Humidification is essential with mechanical ventilation, but the challenges in creating and then delivering properly conditioned gas are manifold.

By Phyllis Hanlon

In 2012, the American Association for Respiratory Care (AARC) released updated clinical practice guidelines that highly recommend humidification during invasive and noninvasive mechanical ventilation.1 Based on 184 clinical trials and systematic reviews, and 10 related articles, humidification has been shown to improve efficacy of treatment, and increase patient comfort and compliance. 

Invasively ventilated patients who receive humidification through a passive system, ie, heat and moisture exchangers (HMEs), should receive a minimum of 30 mg H2O/L, according to the guidelines. Note that HMEs are not recommended for patients with low tidal volumes, because these devices contribute additional dead space, which can increase the ventilation requirement and arterial carbon dioxide tension (PaCO2). Additionally, the guidelines do not advise using HMEs as a prevention strategy for ventilator-associated pneumonia (VAP).

Furthermore, the guidelines suggest that active devices, ie, heated humidification (HH), for patients invasively ventilated should be between 33 mg H2O/L and 44 mg H2O/L, and gas temperature should range between 34°C and 41°C at the circuit Y-piece, with a relative humidity of 100%. The guidelines also suggest active humidification for noninvasively ventilated (NIV) patients, since it may improve adherence and patient comfort; HMEs are not recommended for these patients. 

Additionally, studies indicate that essential humidity should be 31°C, 32 mg/L, when used with face mask oxygen to achieve ideal results. Optimal humidity should be 37°C, 44 mg/L, with low flow oxygen through nasal cannula.

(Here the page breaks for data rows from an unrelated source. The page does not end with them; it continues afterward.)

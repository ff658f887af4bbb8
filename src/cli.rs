//! CLI argument definitions using clap derive macros.

use std::path::PathBuf;

use clap::Parser;

use media_backup::FailurePolicy;
use media_backup::download::MAX_WORKERS;

/// Back up a photo library to local directories.
///
/// Signs in (or refreshes the saved token), lists the whole library, and
/// downloads every item not downloaded by an earlier run.
#[derive(Parser, Debug)]
#[command(name = "media-backup")]
#[command(author, version, about)]
pub struct Args {
    /// Increase output verbosity (-v for debug, -vv for trace)
    #[arg(short, long, action = clap::ArgAction::Count)]
    pub verbose: u8,

    /// Suppress non-error output
    #[arg(short, long)]
    pub quiet: bool,

    /// Download videos only (two workers, unmodified URLs)
    #[arg(long)]
    pub videos_only: bool,

    /// Concurrent downloads (1-64; default 5, or 2 with --videos-only)
    #[arg(short = 'c', long, value_parser = clap::value_parser!(u8).range(1..=MAX_WORKERS as i64))]
    pub workers: Option<u8>,

    /// Config file of flat `key = value` lines, a TOML subset without tables
    /// (default: $XDG_CONFIG_HOME/media-backup/config.toml)
    #[arg(long, value_name = "PATH")]
    pub config: Option<PathBuf>,

    /// Ignore the saved token and sign in again
    #[arg(long, conflicts_with = "no_interactive")]
    pub reauthorize: bool,

    /// Fail instead of opening an interactive sign-in
    #[arg(long)]
    pub no_interactive: bool,

    /// What to do with an item whose download fails (retry_later, drop_silently)
    #[arg(long, value_name = "POLICY")]
    pub on_download_failure: Option<FailurePolicy>,
}
//! The paginate, filter, submit loop.

use std::collections::HashSet;

use tokio::task::JoinHandle;
use tokio::time::Instant;
use tracing::{debug, info, instrument, warn};

use super::error::DispatchError;
use super::throttle::{ThrottleAction, ThrottleLimits, ThrottleState};
use crate::catalog::{CatalogClient, MediaItem};
use crate::download::{DownloadOutcome, MediaScope, WorkerPool};
use crate::store::DownloadedItems;

/// Totals of one dispatch run.
#[derive(Debug, Clone, Copy, Default, PartialEq, Eq)]
pub struct RunSummary {
    /// Catalog pages fetched.
    pub pages: u64,
    /// Items handed to the worker pool.
    pub submitted: u64,
    /// Items saved and recorded.
    pub downloaded: u64,
    /// Items the worker skipped as outside the media scope.
    pub skipped: u64,
    /// Items whose download failed; they stay unrecorded.
    pub failed: u64,
    /// Whether dispatching stopped at the submission cap.
    pub cap_reached: bool,
}

impl RunSummary {
    fn tally(&mut self, outcome: &DownloadOutcome) {
        match outcome {
            DownloadOutcome::Downloaded { .. } => self.downloaded += 1,
            DownloadOutcome::Skipped { .. } => self.skipped += 1,
            DownloadOutcome::Failed { .. } => self.failed += 1,
        }
    }
}

/// Drives one backup run from the first catalog page to the exit barrier.
#[derive(Debug)]
pub struct Dispatcher {
    catalog: CatalogClient,
    store: DownloadedItems,
    pool: WorkerPool,
    limits: ThrottleLimits,
    scope: MediaScope,
    count_archived_toward_cap: bool,
}

impl Dispatcher {
    #[must_use]
    pub fn new(catalog: CatalogClient, store: DownloadedItems, pool: WorkerPool) -> Self {
        Self {
            catalog,
            store,
            pool,
            limits: ThrottleLimits::default(),
            scope: MediaScope::All,
            count_archived_toward_cap: false,
        }
    }

    #[must_use]
    pub fn with_limits(mut self, limits: ThrottleLimits) -> Self {
        self.limits = limits;
        self
    }

    /// Media kinds to submit; out-of-scope items are filtered before submission.
    #[must_use]
    pub fn with_scope(mut self, scope: MediaScope) -> Self {
        self.scope = scope;
        self
    }

    /// Seed the cap counter with the number of already-recorded items.
    #[must_use]
    pub fn count_archived_toward_cap(mut self, enabled: bool) -> Self {
        self.count_archived_toward_cap = enabled;
        self
    }

    /// Runs the loop until the last page or the cap, then waits for every
    /// submitted download.
    ///
    /// # Errors
    ///
    /// - [`DispatchError::Remote`] if a catalog page cannot be listed
    /// - [`DispatchError::Storage`] if the dedup store cannot be queried
    ///
    /// Downloads already submitted when an error occurs keep running to
    /// completion before the error is returned.
    #[instrument(skip(self), fields(scope = ?self.scope, workers = self.pool.size()))]
    pub async fn run(&self) -> Result<RunSummary, DispatchError> {
        let initial_total = if self.count_archived_toward_cap {
            self.store.count().await?
        } else {
            0
        };
        let mut throttle = ThrottleState::new(initial_total, Instant::now(), self.limits);
        let mut summary = RunSummary::default();
        let mut handles = Vec::new();

        let scan = self
            .scan(&mut throttle, &mut summary, &mut handles)
            .await;

        info!(submitted = summary.submitted, "waiting for in-flight downloads");
        for outcome in WorkerPool::join_all(handles).await {
            if let DownloadOutcome::Failed { error, .. } = &outcome {
                debug!(item_id = outcome.item_id(), %error, "left for a later run");
            }
            summary.tally(&outcome);
        }
        scan?;

        info!(
            pages = summary.pages,
            submitted = summary.submitted,
            downloaded = summary.downloaded,
            skipped = summary.skipped,
            failed = summary.failed,
            cap_reached = summary.cap_reached,
            "run complete"
        );
        Ok(summary)
    }

    async fn scan(
        &self,
        throttle: &mut ThrottleState,
        summary: &mut RunSummary,
        handles: &mut Vec<JoinHandle<DownloadOutcome>>,
    ) -> Result<(), DispatchError> {
        if throttle.cap_reached() {
            warn!(total = throttle.total(), "submission cap already reached; nothing to do");
            summary.cap_reached = true;
            return Ok(());
        }

        let mut submitted_ids: HashSet<String> = HashSet::new();
        let mut cursor: Option<String> = None;

        loop {
            let page = self.catalog.list_page(cursor.as_deref()).await?;
            summary.pages += 1;
            let listed = page.items.len();
            let is_last = page.is_last();
            let next = page.next_page_token;

            let pending = self.pending(page.items, &submitted_ids).await?;
            debug!(page = summary.pages, listed, pending = pending.len(), "page filtered");

            for item in pending {
                submitted_ids.insert(item.id.clone());
                handles.push(self.pool.submit(item));
                summary.submitted += 1;

                match throttle.record_submission(Instant::now()) {
                    ThrottleAction::Continue => {}
                    ThrottleAction::Pause(wait) => {
                        info!(
                            window_count = throttle.window_count(),
                            idle_workers = self.pool.idle_workers(),
                            wait_secs = wait.as_secs_f64(),
                            "submission window full; pausing"
                        );
                        tokio::time::sleep(wait).await;
                        throttle.start_new_window(Instant::now());
                    }
                    ThrottleAction::CapReached => {
                        warn!(total = throttle.total(), "submission cap reached; stopping");
                        summary.cap_reached = true;
                        return Ok(());
                    }
                }
            }

            if throttle.roll_day(Instant::now()) {
                debug!("day deadline passed; cap counter reset");
            }

            if is_last {
                debug!(pages = summary.pages, "last page reached");
                return Ok(());
            }
            cursor = next;
        }
    }

    /// Drops items already stored, already submitted this run, or outside
    /// the media scope.
    async fn pending(
        &self,
        items: Vec<MediaItem>,
        submitted: &HashSet<String>,
    ) -> Result<Vec<MediaItem>, DispatchError> {
        let mut pending = Vec::with_capacity(items.len());
        for item in items {
            if !self.scope.admits(item.kind()) || submitted.contains(&item.id) {
                continue;
            }
            if self.store.exists(&item.id).await? {
                debug!(item_id = %item.id, "already downloaded");
                continue;
            }
            pending.push(item);
        }
        Ok(pending)
    }
}

#[cfg(test)]
#[allow(clippy::unwrap_used)]
mod tests {
    use super::*;

    #[test]
    fn test_summary_tally() {
        let mut summary = RunSummary::default();
        summary.tally(&DownloadOutcome::Downloaded {
            item_id: "a".to_string(),
            path: "x.jpg".into(),
            bytes: 3,
        });
        summary.tally(&DownloadOutcome::Skipped {
            item_id: "b".to_string(),
        });
        summary.tally(&DownloadOutcome::Failed {
            item_id: "c".to_string(),
            error: "HTTP 500".to_string(),
        });
        assert_eq!(
            summary,
            RunSummary {
                downloaded: 1,
                skipped: 1,
                failed: 1,
                ..RunSummary::default()
            }
        );
    }
}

Matching Humidity and Patient Physiology

Research indicates that actively matching humidity to the patient’s physiology attains the best results, according to Rob Cornell, humidification products manager at Fisher & Paykel Healthcare Inc. He explained that the end goal for patients with bypassed upper airways is to deliver heat and moisture at a level that mimics the normal physiologic conditions in the lungs, body temperature, and 100% saturation with moisture.

“This facilitates gas exchange in the lungs and helps maintain the airway defense mechanism called the mucociliary transport system. When a patient is artificially ventilated, it’s important to maintain mucus quality so it flows normally,” he said. “If gas is not delivered at body temperature and saturated with moisture, the mucus in the airways can lose moisture, thicken, and become difficult to transport. This can result in blocked small airways and potential for blocked endotracheal or tracheostomy tubes. This can affect gas exchange and oxygen delivery as well.”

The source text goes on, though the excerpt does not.